What to work on
Repeat the records below exactly, line for line.

Information shown
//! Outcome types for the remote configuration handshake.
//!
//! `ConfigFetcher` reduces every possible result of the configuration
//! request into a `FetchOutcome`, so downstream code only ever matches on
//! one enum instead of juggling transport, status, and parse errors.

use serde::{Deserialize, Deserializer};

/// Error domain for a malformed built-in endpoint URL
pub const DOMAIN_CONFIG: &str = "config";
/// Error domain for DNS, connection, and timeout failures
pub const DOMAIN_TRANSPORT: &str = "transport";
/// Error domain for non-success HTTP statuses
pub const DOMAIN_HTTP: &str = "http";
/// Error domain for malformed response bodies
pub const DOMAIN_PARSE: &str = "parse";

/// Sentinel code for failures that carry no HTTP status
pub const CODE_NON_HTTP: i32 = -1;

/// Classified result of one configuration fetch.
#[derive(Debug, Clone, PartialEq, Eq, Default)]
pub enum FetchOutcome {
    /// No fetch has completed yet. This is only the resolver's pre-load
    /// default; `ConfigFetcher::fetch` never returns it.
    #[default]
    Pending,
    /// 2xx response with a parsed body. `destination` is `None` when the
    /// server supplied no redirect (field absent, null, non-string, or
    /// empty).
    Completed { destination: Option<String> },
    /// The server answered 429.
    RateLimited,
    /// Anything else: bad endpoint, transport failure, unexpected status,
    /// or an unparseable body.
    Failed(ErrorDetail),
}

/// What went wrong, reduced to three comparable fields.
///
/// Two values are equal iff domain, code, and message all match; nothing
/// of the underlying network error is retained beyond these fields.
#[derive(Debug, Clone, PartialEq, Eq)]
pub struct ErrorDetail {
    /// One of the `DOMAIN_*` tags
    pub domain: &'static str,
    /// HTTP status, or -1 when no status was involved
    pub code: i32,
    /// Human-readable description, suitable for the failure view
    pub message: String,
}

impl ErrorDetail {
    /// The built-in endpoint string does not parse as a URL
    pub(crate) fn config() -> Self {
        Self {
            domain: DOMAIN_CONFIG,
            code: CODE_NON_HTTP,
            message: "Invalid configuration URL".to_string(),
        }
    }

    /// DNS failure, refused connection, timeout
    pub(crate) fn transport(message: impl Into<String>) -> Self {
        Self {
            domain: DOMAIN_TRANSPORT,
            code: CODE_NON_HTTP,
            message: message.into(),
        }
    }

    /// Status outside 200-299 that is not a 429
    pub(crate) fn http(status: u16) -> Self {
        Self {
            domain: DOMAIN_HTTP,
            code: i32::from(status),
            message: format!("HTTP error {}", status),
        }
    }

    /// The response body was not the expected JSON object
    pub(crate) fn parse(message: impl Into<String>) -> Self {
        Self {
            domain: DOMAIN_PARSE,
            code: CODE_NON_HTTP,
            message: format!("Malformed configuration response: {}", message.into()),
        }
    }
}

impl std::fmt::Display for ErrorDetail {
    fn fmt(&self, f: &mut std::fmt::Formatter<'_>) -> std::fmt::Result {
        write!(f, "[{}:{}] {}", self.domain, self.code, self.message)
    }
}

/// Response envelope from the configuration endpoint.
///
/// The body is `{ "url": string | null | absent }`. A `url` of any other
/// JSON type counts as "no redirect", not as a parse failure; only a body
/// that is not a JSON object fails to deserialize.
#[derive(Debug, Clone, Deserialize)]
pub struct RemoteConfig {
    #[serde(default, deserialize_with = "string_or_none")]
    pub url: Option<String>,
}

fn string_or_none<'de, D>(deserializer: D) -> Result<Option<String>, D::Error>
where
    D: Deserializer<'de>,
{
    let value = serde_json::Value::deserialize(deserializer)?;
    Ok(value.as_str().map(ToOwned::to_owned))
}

Written solution
//! Outcome types for the remote configuration handshake.
//!
//! `ConfigFetcher` reduces every possible result of the configuration
//! request into a `FetchOutcome`, so downstream code only ever matches on
//! one enum instead of juggling transport, status, and parse errors.

use serde::{Deserialize, Deserializer};

/// Error domain for a malformed built-in endpoint URL
pub const DOMAIN_CONFIG: &str = "config";
/// Error domain for DNS, connection, and timeout failures
pub const DOMAIN_TRANSPORT: &str = "transport";
/// Error domain for non-success HTTP statuses
pub const DOMAIN_HTTP: &str = "http";
/// Error domain for malformed response bodies
pub const DOMAIN_PARSE: &str = "parse";

/// Sentinel code for failures that carry no HTTP status
pub const CODE_NON_HTTP: i32 = -1;

/// Classified result of one configuration fetch.
#[derive(Debug, Clone, PartialEq, Eq, Default)]
pub enum FetchOutcome {
    /// No fetch has completed yet. This is only the resolver's pre-load
    /// default; `ConfigFetcher::fetch` never returns it.
    #[default]
    Pending,
    /// 2xx response with a parsed body. `destination` is `None` when the
    /// server supplied no redirect (field absent, null, non-string, or
    /// empty).
    Completed { destination: Option<String> },
    /// The server answered 429.
    RateLimited,
    /// Anything else: bad endpoint, transport failure, unexpected status,
    /// or an unparseable body.
    Failed(ErrorDetail),
}

/// What went wrong, reduced to three comparable fields.
///
/// Two values are equal iff domain, code, and message all match; nothing
/// of the underlying network error is retained beyond these fields.
#[derive(Debug, Clone, PartialEq, Eq)]
pub struct ErrorDetail {
    /// One of the `DOMAIN_*` tags
    pub domain: &'static str,
    /// HTTP status, or -1 when no status was involved
    pub code: i32,
    /// Human-readable description, suitable for the failure view
    pub message: String,
}

impl ErrorDetail {
    /// The built-in endpoint string does not parse as a URL
    pub(crate) fn config() -> Self {
        Self {
            domain: DOMAIN_CONFIG,
            code: CODE_NON_HTTP,
            message: "Invalid configuration URL".to_string(),
        }
    }

    /// DNS failure, refused connection, timeout
    pub(crate) fn transport(message: impl Into<String>) -> Self {
        Self {
            domain: DOMAIN_TRANSPORT,
            code: CODE_NON_HTTP,
            message: message.into(),
        }
    }

    /// Status outside 200-299 that is not a 429
    pub(crate) fn http(status: u16) -> Self {
        Self {
            domain: DOMAIN_HTTP,
            code: i32::from(status),
            message: format!("HTTP error {}", status),
        }
    }

    /// The response body was not the expected JSON object
    pub(crate) fn parse(message: impl Into<String>) -> Self {
        Self {
            domain: DOMAIN_PARSE,
            code: CODE_NON_HTTP,
            message: format!("Malformed configuration response: {}", message.into()),
        }
    }
}

impl std::fmt::Display for ErrorDetail {
    fn fmt(&self, f: &mut std::fmt::Formatter<'_>) -> std::fmt::Result {
        write!(f, "[{}:{}] {}", self.domain, self.code, self.message)
    }
}

/// Response envelope from the configuration endpoint.
///
/// The body is `{ "url": string | null | absent }`. A `url` of any other
/// JSON type counts as "no redirect", not as a parse failure; only a body
/// that is not a JSON object fails to deserialize.
#[derive(Debug, Clone, Deserialize)]
pub struct RemoteConfig {
    #[serde(default, deserialize_with = "string_or_none")]
    pub url: Option<String>,
}

fn string_or_none<'de, D>(deserializer: D) -> Result<Option<String>, D::Error>
where
    D: Deserializer<'de>,
{
    let value = serde_json::Value::deserialize(deserializer)?;
    Ok(value.as_str().map(ToOwned::to_owned))
}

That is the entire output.